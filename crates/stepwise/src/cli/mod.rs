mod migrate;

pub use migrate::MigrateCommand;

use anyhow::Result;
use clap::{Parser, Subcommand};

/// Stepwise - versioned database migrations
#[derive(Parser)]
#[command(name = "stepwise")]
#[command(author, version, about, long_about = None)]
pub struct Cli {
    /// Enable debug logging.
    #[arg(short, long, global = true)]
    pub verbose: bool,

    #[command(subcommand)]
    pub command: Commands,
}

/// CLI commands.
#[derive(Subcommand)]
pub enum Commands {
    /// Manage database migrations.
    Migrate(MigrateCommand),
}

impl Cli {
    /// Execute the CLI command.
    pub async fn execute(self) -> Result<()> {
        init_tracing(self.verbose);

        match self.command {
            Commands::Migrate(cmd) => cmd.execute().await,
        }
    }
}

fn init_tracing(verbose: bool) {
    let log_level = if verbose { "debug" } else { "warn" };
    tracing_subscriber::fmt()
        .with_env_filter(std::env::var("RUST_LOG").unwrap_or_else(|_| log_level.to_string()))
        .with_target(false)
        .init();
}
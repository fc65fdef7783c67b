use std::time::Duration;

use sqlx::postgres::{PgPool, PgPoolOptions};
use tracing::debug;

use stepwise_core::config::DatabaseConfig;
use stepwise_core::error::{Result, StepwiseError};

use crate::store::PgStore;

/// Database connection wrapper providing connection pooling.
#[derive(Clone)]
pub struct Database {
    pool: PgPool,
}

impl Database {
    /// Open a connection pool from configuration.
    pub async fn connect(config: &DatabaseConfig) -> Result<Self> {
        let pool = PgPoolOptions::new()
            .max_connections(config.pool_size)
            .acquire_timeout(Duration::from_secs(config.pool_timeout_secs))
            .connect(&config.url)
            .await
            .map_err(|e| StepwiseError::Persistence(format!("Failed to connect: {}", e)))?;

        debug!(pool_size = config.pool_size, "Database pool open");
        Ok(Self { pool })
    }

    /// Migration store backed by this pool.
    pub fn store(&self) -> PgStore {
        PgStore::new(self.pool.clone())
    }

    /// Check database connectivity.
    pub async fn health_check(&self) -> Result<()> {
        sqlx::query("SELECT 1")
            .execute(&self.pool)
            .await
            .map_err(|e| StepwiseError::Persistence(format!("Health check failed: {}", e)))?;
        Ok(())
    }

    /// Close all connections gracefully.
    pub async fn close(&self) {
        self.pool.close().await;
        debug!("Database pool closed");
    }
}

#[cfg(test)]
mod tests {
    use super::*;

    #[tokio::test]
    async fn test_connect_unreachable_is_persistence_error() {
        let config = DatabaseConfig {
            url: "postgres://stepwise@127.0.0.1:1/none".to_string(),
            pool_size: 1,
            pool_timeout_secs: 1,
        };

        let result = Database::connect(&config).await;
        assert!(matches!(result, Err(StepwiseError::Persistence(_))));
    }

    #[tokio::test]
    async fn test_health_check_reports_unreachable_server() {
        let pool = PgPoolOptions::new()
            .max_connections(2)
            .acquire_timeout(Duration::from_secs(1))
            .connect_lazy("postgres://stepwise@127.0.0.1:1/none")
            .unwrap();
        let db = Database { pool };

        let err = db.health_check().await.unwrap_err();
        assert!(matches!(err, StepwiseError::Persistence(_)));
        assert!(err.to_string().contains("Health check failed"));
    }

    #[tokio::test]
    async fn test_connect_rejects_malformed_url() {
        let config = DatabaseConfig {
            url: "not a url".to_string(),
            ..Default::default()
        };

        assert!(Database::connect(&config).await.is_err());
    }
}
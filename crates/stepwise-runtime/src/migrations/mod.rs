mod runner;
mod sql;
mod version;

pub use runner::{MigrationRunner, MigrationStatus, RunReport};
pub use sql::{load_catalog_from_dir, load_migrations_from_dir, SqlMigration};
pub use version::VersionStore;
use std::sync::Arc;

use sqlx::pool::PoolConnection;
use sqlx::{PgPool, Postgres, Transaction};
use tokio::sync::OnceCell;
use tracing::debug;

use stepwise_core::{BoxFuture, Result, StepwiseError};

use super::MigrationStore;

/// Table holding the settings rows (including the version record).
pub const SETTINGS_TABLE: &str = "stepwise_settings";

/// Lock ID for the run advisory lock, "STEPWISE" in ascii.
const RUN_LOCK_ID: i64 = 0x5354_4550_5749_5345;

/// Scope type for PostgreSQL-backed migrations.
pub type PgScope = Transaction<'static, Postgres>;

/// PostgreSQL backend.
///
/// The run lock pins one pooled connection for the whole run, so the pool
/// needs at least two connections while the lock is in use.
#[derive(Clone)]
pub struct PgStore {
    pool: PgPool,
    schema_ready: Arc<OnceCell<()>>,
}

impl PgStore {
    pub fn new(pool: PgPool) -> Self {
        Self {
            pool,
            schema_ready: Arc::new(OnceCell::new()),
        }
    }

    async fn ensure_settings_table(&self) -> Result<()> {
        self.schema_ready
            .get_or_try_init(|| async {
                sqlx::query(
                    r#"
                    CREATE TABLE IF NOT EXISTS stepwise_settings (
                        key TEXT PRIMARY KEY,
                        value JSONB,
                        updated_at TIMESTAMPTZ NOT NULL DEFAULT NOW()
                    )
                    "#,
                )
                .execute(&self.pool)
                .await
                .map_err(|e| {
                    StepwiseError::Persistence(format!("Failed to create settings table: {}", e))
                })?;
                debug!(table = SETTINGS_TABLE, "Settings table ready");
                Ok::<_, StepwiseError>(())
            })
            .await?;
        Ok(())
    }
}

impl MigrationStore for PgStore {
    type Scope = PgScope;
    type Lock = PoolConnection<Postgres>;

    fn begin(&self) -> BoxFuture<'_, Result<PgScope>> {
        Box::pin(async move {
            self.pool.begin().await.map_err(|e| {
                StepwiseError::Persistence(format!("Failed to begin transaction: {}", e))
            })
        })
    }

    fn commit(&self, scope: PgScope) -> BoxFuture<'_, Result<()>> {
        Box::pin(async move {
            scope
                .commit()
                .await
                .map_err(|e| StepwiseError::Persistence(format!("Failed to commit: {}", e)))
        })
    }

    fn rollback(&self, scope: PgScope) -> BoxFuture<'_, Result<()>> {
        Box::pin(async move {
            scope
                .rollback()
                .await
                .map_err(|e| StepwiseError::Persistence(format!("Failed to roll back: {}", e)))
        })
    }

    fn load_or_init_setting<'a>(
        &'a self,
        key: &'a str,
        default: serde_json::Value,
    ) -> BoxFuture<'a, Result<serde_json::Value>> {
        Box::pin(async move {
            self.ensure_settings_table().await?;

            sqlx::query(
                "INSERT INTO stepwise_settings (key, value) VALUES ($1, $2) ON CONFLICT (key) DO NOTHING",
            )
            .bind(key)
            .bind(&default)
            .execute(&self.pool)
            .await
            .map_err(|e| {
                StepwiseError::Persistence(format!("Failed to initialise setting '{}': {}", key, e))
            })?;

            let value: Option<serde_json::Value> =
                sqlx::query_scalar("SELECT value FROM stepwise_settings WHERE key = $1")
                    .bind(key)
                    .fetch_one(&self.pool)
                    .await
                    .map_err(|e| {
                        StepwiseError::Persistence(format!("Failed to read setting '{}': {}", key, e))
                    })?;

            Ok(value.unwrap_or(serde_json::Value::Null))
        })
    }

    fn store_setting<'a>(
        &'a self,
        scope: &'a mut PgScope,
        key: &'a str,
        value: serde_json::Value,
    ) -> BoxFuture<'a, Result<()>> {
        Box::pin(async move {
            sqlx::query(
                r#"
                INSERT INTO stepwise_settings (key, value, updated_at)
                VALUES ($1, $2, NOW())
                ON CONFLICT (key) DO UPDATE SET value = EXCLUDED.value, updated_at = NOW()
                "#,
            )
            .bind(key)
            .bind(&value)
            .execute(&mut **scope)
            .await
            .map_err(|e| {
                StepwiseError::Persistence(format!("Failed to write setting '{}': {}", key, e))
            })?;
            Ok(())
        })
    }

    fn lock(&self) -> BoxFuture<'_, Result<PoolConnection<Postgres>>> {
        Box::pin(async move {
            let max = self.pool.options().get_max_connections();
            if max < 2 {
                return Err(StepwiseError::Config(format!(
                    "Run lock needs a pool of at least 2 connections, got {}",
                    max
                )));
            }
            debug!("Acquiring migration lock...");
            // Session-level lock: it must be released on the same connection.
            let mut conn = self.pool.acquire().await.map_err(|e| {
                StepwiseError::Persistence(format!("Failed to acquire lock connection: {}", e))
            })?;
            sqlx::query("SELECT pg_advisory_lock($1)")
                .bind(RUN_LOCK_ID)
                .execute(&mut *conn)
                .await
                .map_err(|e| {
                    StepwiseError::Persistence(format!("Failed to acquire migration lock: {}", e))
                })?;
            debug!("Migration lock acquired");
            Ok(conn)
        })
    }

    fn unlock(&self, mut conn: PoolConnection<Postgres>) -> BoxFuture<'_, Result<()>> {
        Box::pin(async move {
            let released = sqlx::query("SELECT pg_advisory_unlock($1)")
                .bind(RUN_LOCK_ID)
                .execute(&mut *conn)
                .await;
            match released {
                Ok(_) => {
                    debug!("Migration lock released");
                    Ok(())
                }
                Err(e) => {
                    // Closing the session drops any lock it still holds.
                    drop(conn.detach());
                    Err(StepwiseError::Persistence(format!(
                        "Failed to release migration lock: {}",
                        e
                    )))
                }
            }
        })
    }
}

» PROBLEM TO WORK ON: Return each line of the material above in which the string "needs" appears.

» TASK RESULT:
/// needs at least two connections while the lock is in use.
                    "Run lock needs a pool of at least 2 connections, got {}",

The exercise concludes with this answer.